How to find a safe surgeon?

Posted

I’m an RN (mostly psych experience) living in an area where I’ve never worked. Long story short, I’m recovering from my THIRD surgery within a year for an anal fissure (flap, redo the flap, remove the flap) and have finally realized my surgeon is a hack. I did get a second opinion prior to the second surgery but was assured that the best job possible was done. (I later found out the two surgeons were buddies) I have seen red flags: different excuses as to why the surgery didn’t work including blaming me and then blaming my body type, ignoring my lidocaine allergy and insisting I use a cream with lidocaine in it, this surgeon won’t stick around and talk to you after surgery, even though the second surgery I specially requested to speak to him after. There is just a gross lack of communication and unwillingness to help in all areas including preop and postop care. (Also at one point he even lied to me and told me he would trim the flap off in his office if it needed to come off.) 

I was assured by my primary MD (who is great but also new here) that this surgeon was one of the best in town. So the question is how do I find a surgeon to fix this mess in a town where I’m unfamiliar with the medical community and haven’t heard the OR gossip? I have actually considered flying back to my previous state to get help from a surgeon that I personally know is awesome but not sure my insurance would pay for that. I would appreciate any advice. 

Anonymous865

Anonymous865

483 Posts

I've been watching this hoping that someone would provide some good advice, since I too need to find a good surgeon.

I've learned you can't trust the recommendations of your physicians anymore.  It seems that most physicians no longer have a private practice.  They are employees of hospital owned practices.  As such their contract specifies who they can refer to.

No physician will ever criticize another physician even if they think he is a hack.  The best you might get is a comment like, "It's always a good idea to get a second opinion."

Like you I'd consider flying back to your previous state to see a surgeon that you personally know is awesome.

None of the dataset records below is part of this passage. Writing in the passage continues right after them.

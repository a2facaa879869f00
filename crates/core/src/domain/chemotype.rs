use std::collections::{BTreeMap, BTreeSet};

use chrono::{DateTime, Utc};
use serde::{Deserialize, Serialize};

use crate::errors::ApplicationError;

#[derive(Clone, Debug, PartialEq, Eq, PartialOrd, Ord, Hash, Serialize, Deserialize)]
#[serde(transparent)]
pub struct ChemotypeId(pub String);

impl ChemotypeId {
    pub fn new(value: impl Into<String>) -> Self {
        Self(value.into())
    }

    pub fn as_str(&self) -> &str {
        &self.0
    }
}

impl std::fmt::Display for ChemotypeId {
    fn fmt(&self, f: &mut std::fmt::Formatter<'_>) -> std::fmt::Result {
        f.write_str(&self.0)
    }
}

#[derive(Clone, Copy, Debug, PartialEq, Eq, Hash, Serialize, Deserialize)]
#[serde(rename_all = "snake_case")]
pub enum CannabinoidKind {
    Thc,
    Cbd,
    Cbg,
    Cbn,
}

impl CannabinoidKind {
    pub fn label(&self) -> &'static str {
        match self {
            Self::Thc => "THC",
            Self::Cbd => "CBD",
            Self::Cbg => "CBG",
            Self::Cbn => "CBN",
        }
    }
}

/// Cannabinoid content in percent by weight. `None` means the lab value was
/// not reported, which is distinct from a measured zero.
#[derive(Clone, Copy, Debug, Default, PartialEq, Serialize, Deserialize)]
#[serde(default)]
pub struct Cannabinoids {
    pub thc: Option<f64>,
    pub cbd: Option<f64>,
    pub cbg: Option<f64>,
    pub cbn: Option<f64>,
}

impl Cannabinoids {
    pub fn get(&self, kind: CannabinoidKind) -> Option<f64> {
        match kind {
            CannabinoidKind::Thc => self.thc,
            CannabinoidKind::Cbd => self.cbd,
            CannabinoidKind::Cbg => self.cbg,
            CannabinoidKind::Cbn => self.cbn,
        }
    }

    pub fn thc_or_zero(&self) -> f64 {
        self.thc.unwrap_or(0.0)
    }

    pub fn cbd_or_zero(&self) -> f64 {
        self.cbd.unwrap_or(0.0)
    }
}

#[derive(Clone, Debug, PartialEq, Serialize, Deserialize)]
pub struct Chemotype {
    pub id: ChemotypeId,
    pub name: String,
    #[serde(default)]
    pub cannabinoids: Cannabinoids,
    /// Terpene name to concentration in percent by weight. An empty map means
    /// no terpene panel was reported.
    #[serde(default)]
    pub terpenes: BTreeMap<String, f64>,
    #[serde(default = "default_available")]
    pub available: bool,
}

fn default_available() -> bool {
    true
}

/// Lower-cased, trimmed terpene key used for every table lookup.
pub fn normalize_terpene(name: &str) -> String {
    name.trim().to_ascii_lowercase()
}

impl Chemotype {
    pub fn new(id: impl Into<String>, name: impl Into<String>) -> Self {
        Self {
            id: ChemotypeId::new(id),
            name: name.into(),
            cannabinoids: Cannabinoids::default(),
            terpenes: BTreeMap::new(),
            available: true,
        }
    }

    pub fn with_thc(mut self, percent: f64) -> Self {
        self.cannabinoids.thc = Some(percent);
        self
    }

    pub fn with_cbd(mut self, percent: f64) -> Self {
        self.cannabinoids.cbd = Some(percent);
        self
    }

    pub fn with_terpene(mut self, name: &str, concentration: f64) -> Self {
        self.terpenes.insert(normalize_terpene(name), concentration);
        self
    }

    pub fn unavailable(mut self) -> Self {
        self.available = false;
        self
    }

    pub fn has_terpene_data(&self) -> bool {
        !self.terpenes.is_empty()
    }

    /// Concentration of a terpene, zero when absent or not a usable number.
    pub fn terpene(&self, name: &str) -> f64 {
        let key = normalize_terpene(name);
        self.terpenes
            .iter()
            .find(|(terpene, _)| normalize_terpene(terpene) == key)
            .map(|(_, concentration)| sanitize_amount(*concentration))
            .unwrap_or(0.0)
    }

    /// Normalized names of terpenes measured above zero.
    pub fn present_terpenes(&self) -> Vec<String> {
        let mut names: Vec<String> = self
            .terpenes
            .iter()
            .filter(|(_, concentration)| sanitize_amount(**concentration) > 0.0)
            .map(|(name, _)| normalize_terpene(name))
            .collect();
        names.sort();
        names.dedup();
        names
    }

    /// Share of the chemical panel that was actually reported, in [0, 1].
    pub fn data_completeness(&self) -> f64 {
        let mut completeness = 0.0;
        if self.cannabinoids.thc.is_some() {
            completeness += 0.2;
        }
        if self.cannabinoids.cbd.is_some() {
            completeness += 0.2;
        }
        if self.has_terpene_data() {
            completeness += 0.6;
        }
        completeness
    }
}

/// Clamp lab amounts to non-negative finite values.
pub(crate) fn sanitize_amount(value: f64) -> f64 {
    if value.is_finite() && value > 0.0 {
        value
    } else {
        0.0
    }
}

/// Immutable inventory snapshot supplied with every engine call.
#[derive(Clone, Debug, PartialEq, Serialize, Deserialize)]
pub struct Inventory {
    pub taken_at: DateTime<Utc>,
    pub chemotypes: Vec<Chemotype>,
}

impl Inventory {
    pub fn new(taken_at: DateTime<Utc>, chemotypes: Vec<Chemotype>) -> Self {
        Self { taken_at, chemotypes }
    }

    pub fn from_json(raw: &str) -> Result<Self, ApplicationError> {
        let inventory: Self = serde_json::from_str(raw)
            .map_err(|error| ApplicationError::Inventory(error.to_string()))?;
        inventory.validate()?;
        Ok(inventory)
    }

    /// Chemotype ids must be unique within a snapshot.
    pub fn validate(&self) -> Result<(), ApplicationError> {
        let mut seen = BTreeSet::new();
        for chemotype in &self.chemotypes {
            if !seen.insert(&chemotype.id) {
                return Err(ApplicationError::Inventory(format!(
                    "duplicate chemotype id `{}`",
                    chemotype.id
                )));
            }
        }
        Ok(())
    }

    pub fn available(&self) -> impl Iterator<Item = &Chemotype> {
        self.chemotypes.iter().filter(|chemotype| chemotype.available)
    }

    pub fn available_count(&self) -> usize {
        self.available().count()
    }

    /// Content identity of the snapshot. The capture time is excluded so two
    /// snapshots with the same chemotypes share cached results.
    pub fn fingerprint(&self) -> String {
        let canonical = serde_json::to_vec(&self.chemotypes).unwrap_or_default();
        blake3::hash(&canonical).to_hex().to_string()
    }
}

#[cfg(test)]
mod tests {
    use chrono::{TimeZone, Utc};

    use super::{Chemotype, Inventory};

    fn sample() -> Chemotype {
        Chemotype::new("lemon-haze", "Lemon Haze")
            .with_thc(16.0)
            .with_cbd(0.2)
            .with_terpene("Limonene", 1.1)
            .with_terpene("pinene", 0.5)
            .with_terpene("ocimene", 0.0)
    }

    #[test]
    fn terpene_lookup_is_case_insensitive() {
        let chemotype = sample();
        assert_eq!(chemotype.terpene("LIMONENE"), 1.1);
        assert_eq!(chemotype.terpene("myrcene"), 0.0);
    }

    #[test]
    fn present_terpenes_skip_zero_concentrations() {
        assert_eq!(sample().present_terpenes(), vec!["limonene".to_string(), "pinene".to_string()]);
    }

    #[test]
    fn completeness_reflects_missing_panels() {
        assert!((sample().data_completeness() - 1.0).abs() < 1e-12);

        let no_terpenes = Chemotype::new("mystery", "Mystery").with_thc(20.0);
        assert!((no_terpenes.data_completeness() - 0.2).abs() < 1e-12);
    }

    #[test]
    fn inventory_json_defaults_availability_to_true() {
        let raw = r#"{
            "taken_at": "2026-01-05T10:00:00Z",
            "chemotypes": [
                {"id": "acdc", "name": "ACDC", "cannabinoids": {"thc": 1.0, "cbd": 16.0}},
                {"id": "gone", "name": "Gone", "available": false}
            ]
        }"#;

        let inventory = Inventory::from_json(raw).unwrap();
        assert_eq!(inventory.chemotypes.len(), 2);
        assert_eq!(inventory.available_count(), 1);
        assert!(inventory.chemotypes[0].available);
    }

    #[test]
    fn inventory_json_rejects_duplicate_ids() {
        let raw = r#"{
            "taken_at": "2026-01-05T10:00:00Z",
            "chemotypes": [
                {"id": "acdc", "name": "ACDC", "cannabinoids": {"thc": 1.0, "cbd": 16.0}},
                {"id": "acdc", "name": "ACDC (rerun)", "cannabinoids": {"thc": 22.0}}
            ]
        }"#;

        let error = Inventory::from_json(raw).unwrap_err();
        assert!(error.to_string().contains("duplicate chemotype id `acdc`"), "{error}");
    }

    #[test]
    fn fingerprint_ignores_capture_time() {
        let first = Inventory::new(Utc.with_ymd_and_hms(2026, 1, 1, 0, 0, 0).unwrap(), vec![sample()]);
        let second = Inventory::new(Utc.with_ymd_and_hms(2026, 2, 1, 0, 0, 0).unwrap(), vec![sample()]);
        let third = Inventory::new(
            Utc.with_ymd_and_hms(2026, 1, 1, 0, 0, 0).unwrap(),
            vec![sample().unavailable()],
        );

        assert_eq!(first.fingerprint(), second.fingerprint());
        assert_ne!(first.fingerprint(), third.fingerprint());
    }
}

I considered going out of state too, and looked into the insurance situation.  What I found out is that the surgeon and hospital will probably be "out-of-network", so you will be responsible for more of the cost and possibly all of the cost. 

Most insurance plans are only applicable to your state.  The state insurance commissioner has to approve all the plans for that state.  Even if you have a national insurance company like Cigna, United, Blue Cross, etc. the plans will probably vary by state.

When I was considering going out of state, I had Blue Cross.  Only physicians and hospitals within my state were in-network.  I logged into their website and read the detailed literature on my plan.  I found that I could petition to go out of state and be treated as in-network on one of the Blue Cross plans authorized in the other state.  The Blue Cross in the other state and the Blue Cross in my state had to work it out between them.  The physician/hospital would bill the Blue Cross in the other state. The Blue Cross in the other state would pay the claim.  The Blue Cross in my state would reimburse them.  The plan in the other state might have a higher co-pay or deductible, but it could be done.  I didn't pursue it, so I don't know how difficult it would be to get it approved.

If you want to see the surgeon that you know in the other state, call your insurance or get on their website and look at the detailed plan literature.  Find out if you can go out of state.

After 3 unsuccessful surgeries, you would think the insurance company would be very interested in making sure you have an excellent surgeon for the next surgery.

I hope your next surgery goes smoothly and is successful.

Susie2310

Susie2310

2,083 Posts

In my personal life, what I would do to start is to check the physician's licensure and any actions/discipline etc. taken against their license at one's state Board of Medicine.  I would want to see that the physician's license was in good standing and that there was no history of problems/actions taken against their license/no public documents that indicate any problems.

My experience has been that observing the personal experience of other people who have had surgery by a particular surgeon is very helpful.  

 

Edited by Susie2310

canoehead, BSN, RN

Specializes in ER. Has 30 years experience. 6,837 Posts

Talk to the surgical nurses. They know who has good outcomes.

Guest 1152923

Guest 1152923

301 Posts

     Career OR RN here.  Over the years, I've worked with many mediocre surgeons, a few exceptional ones, and a few, mostly incompetent surgeons.  From my perspective, I don't see a whole lot of oversight from the medical community (other surgeons) or any regulatory agencies..."you're 74 years' old, your hands tremble like a leaf and your surgical outcomes are terrible, but you do have an active MD license and hospital privileges so you're good to go!"  As others have suggested, I would network and get the straight scoop from perioperative nurses or nurses that have cared for many of their patients.  Lastly, I have worked in the ORs of large, teaching hospitals and though I'll likely get flamed, I personally wouldn't have any surgery that actively involved physician residents or medical students...Ay yi yi, I have some doozy stories, but I'll digress.